肝細胞がんに日本人特有の発症要因を推定 ゲノム解析で

肝細胞がんに日本人特有の発症要因を推定 ゲノム解析で
がんによる死亡原因のうち5本の指に入る肝臓がん。肝細胞がんの遺伝子解析を行った研究グループは、背景に日本人に特有の発症要因があることを突き止めた(写真は肝臓がんのイメージ画像 frickr@dagusu2010より)

 死亡者数の多い肝臓がんのうち、9割を占める肝細胞がんについて、国立がん研究センターなどの研究グループは、日本人と米国人のがん遺伝子を解析した結果、日本人特有の発がん要因があることを突き止めたと発表した。


 日本でがんによる死亡者数のうち肝臓がんは5番目に多く、世界全体でも肺がんに次いで第2位を占めている。原因はB型やC型の肝炎ウイルスに感染した場合に加えて、近年では肥満や糖尿病、アルコール摂取などによる非ウイルス性の肝細胞がんが増加している。


 国立がん研究センターと東京大学などの研究グループは、肝細胞がんの治療を受けた日本人413人と、欧米人や米国在住のアジア人など195人、合わせて608例のがんに関するゲノム(全遺伝情報)をスーパーコンピューターで調べた。


 発がん要因や人種間における突然変異の相違点について詳しく分析を行ったところ、たんぱく質の遺伝情報を記録する「エクソン」という領域で、3種類の特徴的な変異パターンが見つかった。このうちひとつのパターンは日本人にのみ特有であることが判明した。


 この変異が日本人特有である理由はまだ不明だが、発がん要因と密接に関わっていることから、日本人に特徴的で、肝炎ウイルス感染ではない未知の発がん要因が関係している可能性が示された。
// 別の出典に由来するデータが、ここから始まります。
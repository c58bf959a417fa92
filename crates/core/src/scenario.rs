//! Scenario and template models.

use serde::{Deserialize, Serialize};
use crate::id::{FeatureId, ScenarioId};
use crate::Time;

/// A named bundle of best, likely and worst case feature sets.
#[derive(Debug, Clone, PartialEq, Serialize, Deserialize)]
pub struct Scenario {
    /// Unique identifier
    pub id: ScenarioId,

    /// Name, unique case-insensitively
    pub name: String,

    /// Description
    #[serde(default)]
    pub description: String,

    /// Features in the best case
    pub best: Vec<FeatureId>,

    /// Features in the likely case
    pub likely: Vec<FeatureId>,

    /// Features in the worst case
    pub worst: Vec<FeatureId>,

    /// When created
    pub created_at: Time,
}

impl Scenario {
    /// Feature set for one case.
    pub fn case(&self, case: ScenarioCase) -> &[FeatureId] {
        match case {
            ScenarioCase::Best => &self.best,
            ScenarioCase::Likely => &self.likely,
            ScenarioCase::Worst => &self.worst,
        }
    }

    /// Every feature referenced by any case.
    pub fn all_features(&self) -> impl Iterator<Item = &FeatureId> {
        self.best.iter().chain(&self.likely).chain(&self.worst)
    }
}

/// One of the three scenario cases.
#[derive(Debug, Clone, Copy, PartialEq, Eq, Hash, Serialize, Deserialize)]
#[serde(rename_all = "snake_case")]
pub enum ScenarioCase {
    Best,
    Likely,
    Worst,
}

impl ScenarioCase {
    /// All cases in display order.
    pub const ALL: [ScenarioCase; 3] = [ScenarioCase::Best, ScenarioCase::Likely, ScenarioCase::Worst];

    /// Get string representation.
    pub fn as_str(&self) -> &'static str {
        match self {
            ScenarioCase::Best => "best",
            ScenarioCase::Likely => "likely",
            ScenarioCase::Worst => "worst",
        }
    }
}

/// A static bundle of predefined features.
#[derive(Debug, Clone, PartialEq, Serialize, Deserialize)]
pub struct Template {
    /// Template name (e.g. "web-app")
    pub name: String,

    /// Description
    pub description: String,

    /// Features the template provides
    pub features: Vec<TemplateFeature>,
}

impl Template {
    /// Sum of seed hours.
    pub fn total_seed_hours(&self) -> f64 {
        self.features.iter().map(|f| f.seed_hours).sum()
    }
}

/// A feature definition inside a template.
#[derive(Debug, Clone, PartialEq, Serialize, Deserialize)]
pub struct TemplateFeature {
    pub name: String,
    pub team: String,
    pub process: String,
    pub seed_hours: f64,
}
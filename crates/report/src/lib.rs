//! Reporting (Layer 4)
//!
//! Tracked time summaries and rendering of estimates as tables, CSV and JSON.

pub mod service;
pub mod render;

pub use service::{ReportService, ReportError, TrackingSummary, Result, UNKNOWN_LABEL};
pub use render::{
    OutputFormat, to_json, estimate_table, estimate_csv, bar_chart, summary_table, feature_table,
    entries_table, reconciliation_table, quality_table, scenario_table,
};
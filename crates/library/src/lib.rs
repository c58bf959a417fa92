//! Feature library (Layer 1)
//!
//! Feature CRUD, built-in templates, and BRD matching.

#![warn(missing_docs)]

pub mod service;
pub mod template;
pub mod brd;

pub use service::{
    FeatureLibrary, FeatureFilter, FeatureUpdate, NewFeature, TemplateApplication, LibraryError,
    find_in,
};
pub use template::{TemplateRegistry, TemplateBuilder};
pub use brd::{match_brd, BrdMatch};
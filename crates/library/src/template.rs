//! Built-in feature templates.

use aitea_core::{Template, TemplateFeature};

/// Registry of the templates shipped with the tool.
pub struct TemplateRegistry {
    templates: Vec<Template>,
}

impl TemplateRegistry {
    /// Create an empty registry.
    pub fn new() -> Self {
        Self {
            templates: Vec::new(),
        }
    }

    /// Registry populated with the built-in templates.
    pub fn builtin() -> Self {
        let mut registry = Self::new();
        registry.register(web_app());
        registry.register(mobile_app());
        registry.register(api_service());
        registry.register(data_pipeline());
        registry
    }

    /// Register a template. A later template replaces one with the same name.
    pub fn register(&mut self, template: Template) {
        self.templates.retain(|t| !t.name.eq_ignore_ascii_case(&template.name));
        self.templates.push(template);
    }

    /// Get a template by name (case-insensitive).
    pub fn get(&self, name: &str) -> Option<&Template> {
        self.templates
            .iter()
            .find(|t| t.name.eq_ignore_ascii_case(name.trim()))
    }

    /// List all templates.
    pub fn list(&self) -> &[Template] {
        &self.templates
    }
}

impl Default for TemplateRegistry {
    fn default() -> Self {
        Self::builtin()
    }
}

/// Builder for creating templates.
pub struct TemplateBuilder {
    name: String,
    description: String,
    features: Vec<TemplateFeature>,
}

impl TemplateBuilder {
    /// Create a new template builder.
    pub fn new(name: impl Into<String>) -> Self {
        Self {
            name: name.into(),
            description: String::new(),
            features: Vec::new(),
        }
    }

    /// Set description.
    pub fn description(mut self, desc: impl Into<String>) -> Self {
        self.description = desc.into();
        self
    }

    /// Add a feature.
    pub fn feature(
        mut self,
        name: impl Into<String>,
        team: impl Into<String>,
        process: impl Into<String>,
        seed_hours: f64,
    ) -> Self {
        self.features.push(TemplateFeature {
            name: name.into(),
            team: team.into(),
            process: process.into(),
            seed_hours,
        });
        self
    }

    /// Build the template.
    pub fn build(self) -> Template {
        Template {
            name: self.name,
            description: self.description,
            features: self.features,
        }
    }
}

fn web_app() -> Template {
    TemplateBuilder::new("web-app")
        .description("Browser-based application with accounts and an admin area")
        .feature("User Registration", "backend", "development", 8.0)
        .feature("User Login", "backend", "development", 6.0)
        .feature("Password Reset", "backend", "development", 4.0)
        .feature("User Profile", "frontend", "development", 6.0)
        .feature("Dashboard", "frontend", "development", 12.0)
        .feature("Admin Panel", "frontend", "development", 16.0)
        .feature("UI Design", "design", "design", 20.0)
        .feature("End-to-End Tests", "qa", "testing", 12.0)
        .build()
}

fn mobile_app() -> Template {
    TemplateBuilder::new("mobile-app")
        .description("Native or cross-platform mobile client")
        .feature("User Login", "mobile", "development", 8.0)
        .feature("Push Notifications", "mobile", "development", 10.0)
        .feature("Offline Sync", "mobile", "development", 24.0)
        .feature("In-App Settings", "mobile", "development", 6.0)
        .feature("App Store Release", "devops", "deployment", 8.0)
        .feature("Mobile UI Design", "design", "design", 24.0)
        .feature("Device Testing", "qa", "testing", 16.0)
        .build()
}

fn api_service() -> Template {
    TemplateBuilder::new("api-service")
        .description("Backend HTTP API with persistence and auth")
        .feature("API Authentication", "backend", "development", 10.0)
        .feature("CRUD Endpoints", "backend", "development", 16.0)
        .feature("Database Schema", "backend", "development", 8.0)
        .feature("Rate Limiting", "backend", "development", 6.0)
        .feature("API Documentation", "backend", "documentation", 6.0)
        .feature("CI Pipeline", "devops", "deployment", 8.0)
        .feature("Integration Tests", "qa", "testing", 12.0)
        .build()
}

fn data_pipeline() -> Template {
    TemplateBuilder::new("data-pipeline")
        .description("Batch ingestion, transformation and reporting")
        .feature("Data Ingestion", "data", "development", 16.0)
        .feature("Data Validation", "data", "development", 10.0)
        .feature("Transformation Jobs", "data", "development", 20.0)
        .feature("Scheduling", "devops", "deployment", 6.0)
        .feature("Reporting Views", "data", "development", 12.0)
        .feature("Pipeline Monitoring", "devops", "operations", 8.0)
        .build()
}

#[cfg(test)]
mod tests {
    use super::*;

    #[test]
    fn test_builtin_templates_present() {
        let registry = TemplateRegistry::builtin();
        let names: Vec<_> = registry.list().iter().map(|t| t.name.as_str()).collect();
        assert_eq!(names, vec!["web-app", "mobile-app", "api-service", "data-pipeline"]);
    }

    #[test]
    fn test_get_case_insensitive() {
        let registry = TemplateRegistry::builtin();
        assert!(registry.get("Web-App").is_some());
        assert!(registry.get("desktop-app").is_none());
    }

    #[test]
    fn test_builtin_feature_names_unique() {
        for template in TemplateRegistry::builtin().list() {
            let mut names: Vec<_> = template.features.iter().map(|f| f.name.to_lowercase()).collect();
            let total = names.len();
            names.sort();
            names.dedup();
            assert_eq!(names.len(), total, "duplicate feature in {}", template.name);
            assert!(template.total_seed_hours() > 0.0);
        }
    }

    #[test]
    fn test_builder_and_register_replaces() {
        let mut registry = TemplateRegistry::new();
        registry.register(TemplateBuilder::new("custom").feature("A", "t", "p", 1.0).build());
        registry.register(
            TemplateBuilder::new("CUSTOM")
                .description("second")
                .feature("B", "t", "p", 2.0)
                .feature("C", "t", "p", 3.0)
                .build(),
        );

        assert_eq!(registry.list().len(), 1);
        let template = registry.get("custom").unwrap();
        assert_eq!(template.description, "second");
        assert_eq!(template.total_seed_hours(), 5.0);
    }
}
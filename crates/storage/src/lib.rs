//! Storage abstraction and implementations for AITEA.
//!
//! This crate provides a trait-based storage interface with a JSON file
//! reference implementation.

#![warn(missing_docs)]

pub mod trait_;
pub mod json_storage;

pub use trait_::{Storage, StorageError, Result};
pub use json_storage::JsonStorage;
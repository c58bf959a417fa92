//! Best, likely and worst case scenario comparison.

use aitea_core::{Feature, FeatureId, ProjectEstimate, Scenario, ScenarioCase, ScenarioId};
use aitea_storage::Storage;
use serde::Serialize;
use std::sync::Arc;
use tracing::info;

use crate::estimator::{estimate_project, EstimationError, Result};

/// Input for creating a scenario. Features are named by id, name or synonym.
#[derive(Debug, Clone, Default)]
pub struct NewScenario {
    pub name: String,
    pub description: String,
    /// Defaults to `likely` when empty
    pub best: Vec<String>,
    /// Must not be empty
    pub likely: Vec<String>,
    /// Defaults to `likely` when empty
    pub worst: Vec<String>,
}

/// Estimates for the three cases of a scenario.
#[derive(Debug, Clone, PartialEq, Serialize)]
pub struct ScenarioComparison {
    pub scenario: Scenario,
    pub best: ProjectEstimate,
    pub likely: ProjectEstimate,
    pub worst: ProjectEstimate,
}

impl ScenarioComparison {
    /// Estimate for one case.
    pub fn case(&self, case: ScenarioCase) -> &ProjectEstimate {
        match case {
            ScenarioCase::Best => &self.best,
            ScenarioCase::Likely => &self.likely,
            ScenarioCase::Worst => &self.worst,
        }
    }

    /// Hours between the worst and best case totals.
    pub fn spread(&self) -> f64 {
        self.worst.total_hours - self.best.total_hours
    }
}

/// Scenario persistence and comparison.
pub struct ScenarioService<S: Storage> {
    storage: Arc<S>,
}

impl<S: Storage> ScenarioService<S> {
    /// Create a new scenario service.
    pub fn new(storage: Arc<S>) -> Self {
        Self { storage }
    }

    /// Create and persist a scenario.
    pub async fn create(&self, input: NewScenario) -> Result<Scenario> {
        let name = input.name.trim();
        if name.is_empty() {
            return Err(EstimationError::InvalidScenario("name must not be empty".to_string()));
        }
        if input.likely.is_empty() {
            return Err(EstimationError::InvalidScenario(
                "the likely case needs at least one feature".to_string(),
            ));
        }

        let features = self.storage.load_features().await?;
        let likely = resolve(&features, &input.likely)?;
        let best = if input.best.is_empty() { likely.clone() } else { resolve(&features, &input.best)? };
        let worst = if input.worst.is_empty() { likely.clone() } else { resolve(&features, &input.worst)? };

        let scenario = Scenario {
            id: ScenarioId::new(),
            name: name.to_string(),
            description: input.description,
            best,
            likely,
            worst,
            created_at: chrono::Utc::now(),
        };
        let scenario = self
            .storage
            .update_scenarios(|scenarios| {
                if scenarios.iter().any(|s| s.name.eq_ignore_ascii_case(&scenario.name)) {
                    return Err(EstimationError::DuplicateScenario(scenario.name.clone()));
                }
                scenarios.push(scenario.clone());
                Ok(scenario)
            })
            .await?;
        info!(id = %scenario.id, name = %scenario.name, "scenario created");
        Ok(scenario)
    }

    /// List scenarios, ordered by name.
    pub async fn list(&self) -> Result<Vec<Scenario>> {
        let mut scenarios = self.storage.load_scenarios().await?;
        scenarios.sort_by_key(|s| s.name.to_lowercase());
        Ok(scenarios)
    }

    /// Get a scenario by name or id.
    pub async fn get(&self, name_or_id: &str) -> Result<Scenario> {
        let scenarios = self.storage.load_scenarios().await?;
        find(&scenarios, name_or_id)
            .cloned()
            .ok_or_else(|| EstimationError::ScenarioNotFound(name_or_id.to_string()))
    }

    /// Remove a scenario by name or id.
    pub async fn remove(&self, name_or_id: &str) -> Result<Scenario> {
        let removed = self
            .storage
            .update_scenarios(|scenarios| {
                let index = find(scenarios, name_or_id)
                    .map(|s| s.id)
                    .and_then(|id| scenarios.iter().position(|s| s.id == id))
                    .ok_or_else(|| EstimationError::ScenarioNotFound(name_or_id.to_string()))?;
                Ok::<_, EstimationError>(scenarios.remove(index))
            })
            .await?;
        info!(name = %removed.name, "scenario removed");
        Ok(removed)
    }

    /// Estimate all three cases of a scenario.
    pub async fn compare(&self, name_or_id: &str) -> Result<ScenarioComparison> {
        let scenario = self.get(name_or_id).await?;
        let features = self.storage.load_features().await?;
        let entries = self.storage.load_entries().await?;
        let config = self.storage.load_config().await?;

        let estimate = |case: ScenarioCase| estimate_project(scenario.case(case), &features, &entries, &config);
        let best = estimate(ScenarioCase::Best)?;
        let likely = estimate(ScenarioCase::Likely)?;
        let worst = estimate(ScenarioCase::Worst)?;

        Ok(ScenarioComparison {
            scenario,
            best,
            likely,
            worst,
        })
    }
}

fn find<'a>(scenarios: &'a [Scenario], name_or_id: &str) -> Option<&'a Scenario> {
    let key = name_or_id.trim();
    if let Ok(id) = key.parse::<ScenarioId>() {
        if let Some(s) = scenarios.iter().find(|s| s.id == id) {
            return Some(s);
        }
    }
    scenarios.iter().find(|s| s.name.eq_ignore_ascii_case(key))
}

fn resolve(features: &[Feature], names: &[String]) -> Result<Vec<FeatureId>> {
    names
        .iter()
        .map(|n| {
            aitea_library::find_in(features, n)
                .map(|f| f.id)
                .ok_or_else(|| EstimationError::UnknownFeature(n.clone()))
        })
        .collect()
}
//! JSON file storage implementation.
//!
//! Stores each collection as one pretty-printed JSON file in the data
//! directory (`.aitea` by default). Writes go through a temporary file and a
//! rename so a crash never leaves a half-written collection behind.

use std::path::{Path, PathBuf};
use aitea_core::{AppConfig, Feature, Scenario, TrackedTimeEntry};
use serde::{de::DeserializeOwned, Serialize};
use super::{Result, Storage, StorageError};
use tokio::fs;
use tokio::sync::Mutex;
use tracing::debug;

const FEATURES_FILE: &str = "features.json";
const ENTRIES_FILE: &str = "tracked_time.json";
const SCENARIOS_FILE: &str = "scenarios.json";
const CONFIG_FILE: &str = "config.json";

/// File-based JSON storage backend.
pub struct JsonStorage {
    root: PathBuf,
    write_lock: Mutex<()>,
}

impl JsonStorage {
    /// Create storage rooted at `root`, creating the directory if needed.
    pub async fn new(root: impl AsRef<Path>) -> Result<Self> {
        let root = root.as_ref().to_path_buf();
        fs::create_dir_all(&root).await?;

        Ok(Self {
            root,
            write_lock: Mutex::new(()),
        })
    }

    /// Data directory.
    pub fn root(&self) -> &Path {
        &self.root
    }

    fn path(&self, file: &str) -> PathBuf {
        self.root.join(file)
    }

    /// Load, modify and save one file while holding the write lock.
    async fn update_file<C, F, T, E>(&self, file: &str, f: F) -> std::result::Result<T, E>
    where
        C: Serialize + DeserializeOwned + Default + Send,
        F: FnOnce(&mut C) -> std::result::Result<T, E> + Send,
        T: Send,
        E: From<StorageError> + Send,
    {
        let _guard = self.write_lock.lock().await;
        let path = self.path(file);
        let mut value: C = read_json(&path).await?.unwrap_or_default();
        let out = f(&mut value)?;
        write_json(&path, &value).await?;
        Ok(out)
    }
}

#[async_trait::async_trait]
impl Storage for JsonStorage {
    async fn load_features(&self) -> Result<Vec<Feature>> {
        Ok(read_json(&self.path(FEATURES_FILE)).await?.unwrap_or_default())
    }

    async fn save_features(&self, features: &[Feature]) -> Result<()> {
        let _guard = self.write_lock.lock().await;
        write_json(&self.path(FEATURES_FILE), &features).await
    }

    async fn update_features<F, T, E>(&self, f: F) -> std::result::Result<T, E>
    where
        F: FnOnce(&mut Vec<Feature>) -> std::result::Result<T, E> + Send,
        T: Send,
        E: From<StorageError> + Send,
    {
        self.update_file(FEATURES_FILE, f).await
    }

    async fn load_entries(&self) -> Result<Vec<TrackedTimeEntry>> {
        Ok(read_json(&self.path(ENTRIES_FILE)).await?.unwrap_or_default())
    }

    async fn append_entries(&self, entries: &[TrackedTimeEntry]) -> Result<()> {
        if entries.is_empty() {
            return Ok(());
        }

        self.update_file(ENTRIES_FILE, |all: &mut Vec<TrackedTimeEntry>| {
            all.extend_from_slice(entries);
            Ok::<_, StorageError>(())
        })
        .await
    }

    async fn load_scenarios(&self) -> Result<Vec<Scenario>> {
        Ok(read_json(&self.path(SCENARIOS_FILE)).await?.unwrap_or_default())
    }

    async fn save_scenarios(&self, scenarios: &[Scenario]) -> Result<()> {
        let _guard = self.write_lock.lock().await;
        write_json(&self.path(SCENARIOS_FILE), &scenarios).await
    }

    async fn update_scenarios<F, T, E>(&self, f: F) -> std::result::Result<T, E>
    where
        F: FnOnce(&mut Vec<Scenario>) -> std::result::Result<T, E> + Send,
        T: Send,
        E: From<StorageError> + Send,
    {
        self.update_file(SCENARIOS_FILE, f).await
    }

    async fn load_config(&self) -> Result<AppConfig> {
        Ok(read_json(&self.path(CONFIG_FILE)).await?.unwrap_or_default())
    }

    async fn save_config(&self, config: &AppConfig) -> Result<()> {
        let _guard = self.write_lock.lock().await;
        write_json(&self.path(CONFIG_FILE), config).await
    }

    async fn update_config<F, T, E>(&self, f: F) -> std::result::Result<T, E>
    where
        F: FnOnce(&mut AppConfig) -> std::result::Result<T, E> + Send,
        T: Send,
        E: From<StorageError> + Send,
    {
        self.update_file(CONFIG_FILE, f).await
    }
}

async fn read_json<T: DeserializeOwned>(path: &Path) -> Result<Option<T>> {
    match fs::read_to_string(path).await {
        Ok(json) => {
            let value = serde_json::from_str(&json).map_err(|source| StorageError::Malformed {
                path: path.to_path_buf(),
                source,
            })?;
            Ok(Some(value))
        }
        Err(e) if e.kind() == std::io::ErrorKind::NotFound => {
            debug!(path = %path.display(), "data file missing, using defaults");
            Ok(None)
        }
        Err(e) => Err(e.into()),
    }
}

async fn write_json<T: Serialize + ?Sized>(path: &Path, value: &T) -> Result<()> {
    let json = serde_json::to_string_pretty(value)?;
    let tmp = path.with_extension("json.tmp");
    fs::write(&tmp, json.as_bytes()).await?;
    fs::rename(&tmp, path).await?;
    debug!(path = %path.display(), bytes = json.len(), "wrote data file");
    Ok(())
}

#[cfg(test)]
mod tests {
    use super::*;
    use aitea_core::{EstimationStyle, FeatureId, Scenario, ScenarioId};
    use chrono::NaiveDate;
    use std::sync::Arc;

    async fn storage() -> (tempfile::TempDir, JsonStorage) {
        let dir = tempfile::tempdir().unwrap();
        let storage = JsonStorage::new(dir.path().join("data")).await.unwrap();
        (dir, storage)
    }

    #[tokio::test]
    async fn test_missing_files_load_defaults() {
        let (_dir, storage) = storage().await;
        assert!(storage.load_features().await.unwrap().is_empty());
        assert!(storage.load_entries().await.unwrap().is_empty());
        assert!(storage.load_scenarios().await.unwrap().is_empty());
        assert_eq!(storage.load_config().await.unwrap(), AppConfig::default());
    }

    #[tokio::test]
    async fn test_features_roundtrip() {
        let (_dir, storage) = storage().await;
        let features = vec![
            Feature::new("Login", "backend", "development", 6.0).with_synonym("sign in"),
            Feature::new("Dashboard", "frontend", "design", 12.5),
        ];

        storage.save_features(&features).await.unwrap();
        assert_eq!(storage.load_features().await.unwrap(), features);
    }

    #[tokio::test]
    async fn test_config_roundtrip() {
        let (_dir, storage) = storage().await;
        let config = AppConfig {
            estimation_style: EstimationStyle::P80,
            min_samples: 5,
            ..Default::default()
        };

        storage.save_config(&config).await.unwrap();
        assert_eq!(storage.load_config().await.unwrap(), config);
    }

    #[tokio::test]
    async fn test_append_entries_keeps_existing() {
        let (_dir, storage) = storage().await;
        let feature = FeatureId::new();
        let date = NaiveDate::from_ymd_opt(2024, 5, 1).unwrap();
        let first = TrackedTimeEntry::new(feature, "alice", date, 3.0);
        let second = TrackedTimeEntry::new(feature, "bob", date, 5.0);

        storage.append_entries(std::slice::from_ref(&first)).await.unwrap();
        storage.append_entries(std::slice::from_ref(&second)).await.unwrap();
        storage.append_entries(&[]).await.unwrap();

        assert_eq!(storage.load_entries().await.unwrap(), vec![first, second]);
    }

    #[tokio::test]
    async fn test_malformed_file_is_an_error() {
        let (_dir, storage) = storage().await;
        std::fs::write(storage.root().join(FEATURES_FILE), "{ not json").unwrap();

        let err = storage.load_features().await.unwrap_err();
        assert!(matches!(err, StorageError::Malformed { .. }));
    }

    #[tokio::test]
    async fn test_no_temp_file_left_behind() {
        let (_dir, storage) = storage().await;
        storage.save_scenarios(&[]).await.unwrap();
        assert!(storage.root().join(SCENARIOS_FILE).exists());
        assert!(!storage.root().join("scenarios.json.tmp").exists());
    }

    #[tokio::test]
    async fn test_scenarios_roundtrip() {
        let (_dir, storage) = storage().await;
        let (a, b, c) = (FeatureId::new(), FeatureId::new(), FeatureId::new());
        let scenarios = vec![Scenario {
            id: ScenarioId::new(),
            name: "Launch".to_string(),
            description: "first public release".to_string(),
            best: vec![a],
            likely: vec![a, b],
            worst: vec![a, b, c],
            created_at: chrono::Utc::now(),
        }];

        storage.save_scenarios(&scenarios).await.unwrap();
        assert_eq!(storage.load_scenarios().await.unwrap(), scenarios);
    }

    #[tokio::test]
    async fn test_update_error_writes_nothing() {
        let (_dir, storage) = storage().await;
        let original = vec![Feature::new("Login", "backend", "development", 6.0)];
        storage.save_features(&original).await.unwrap();

        let result: std::result::Result<(), StorageError> = storage
            .update_features(|features| {
                features.clear();
                Err(StorageError::Io(std::io::Error::new(std::io::ErrorKind::Other, "rejected")))
            })
            .await;
        assert!(result.is_err());
        assert_eq!(storage.load_features().await.unwrap(), original);
    }

    #[tokio::test(flavor = "multi_thread", worker_threads = 4)]
    async fn test_concurrent_updates_keep_every_write() {
        let (_dir, storage) = storage().await;
        let storage = Arc::new(storage);

        let handles: Vec<_> = (0..8)
            .map(|i| {
                let storage = storage.clone();
                tokio::spawn(async move {
                    storage
                        .update_features(|features| {
                            features.push(Feature::new(format!("F{}", i), "backend", "development", 1.0));
                            Ok::<_, StorageError>(())
                        })
                        .await
                })
            })
            .collect();
        for handle in handles {
            handle.await.unwrap().unwrap();
        }

        assert_eq!(storage.load_features().await.unwrap().len(), 8);
    }
}
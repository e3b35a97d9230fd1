// evolvd - Generation lifecycle controller
// Decides when a generated code artifact is obsolete, gates regeneration behind
// approval, and keeps every generated version around for rollback.

pub mod approval;
pub mod cli;
pub mod detector;
pub mod error;
pub mod models;
pub mod orchestrator;
pub mod registry;
pub mod state;

pub use anyhow::{Context, Result};
pub use colored::Colorize;

// Re-export commonly used types
pub use approval::ApprovalGate;
pub use detector::{ObsolescenceDetector, ObsolescenceResult};
pub use error::{LifecycleError, LifecycleResult};
pub use models::{LifecycleConfig, MetricSnapshot, VersionMetadata, VersionStatus};
pub use orchestrator::LifecycleDriver;
pub use registry::{RollbackController, VersionRegistry};
pub use state::{MetricsStore, StorageLayout};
研究グループでは「B型、C型肝炎ウイルス以外の原因や人種差の解明に寄与しうる重要な研究です。この研究をきっかけに、治療薬の少ない肝細胞がんの新しい治療薬開発につながることが期待できます」と話している。


 なお、この論文は4日、米科学誌「Nature Genetics」電子版に掲載された。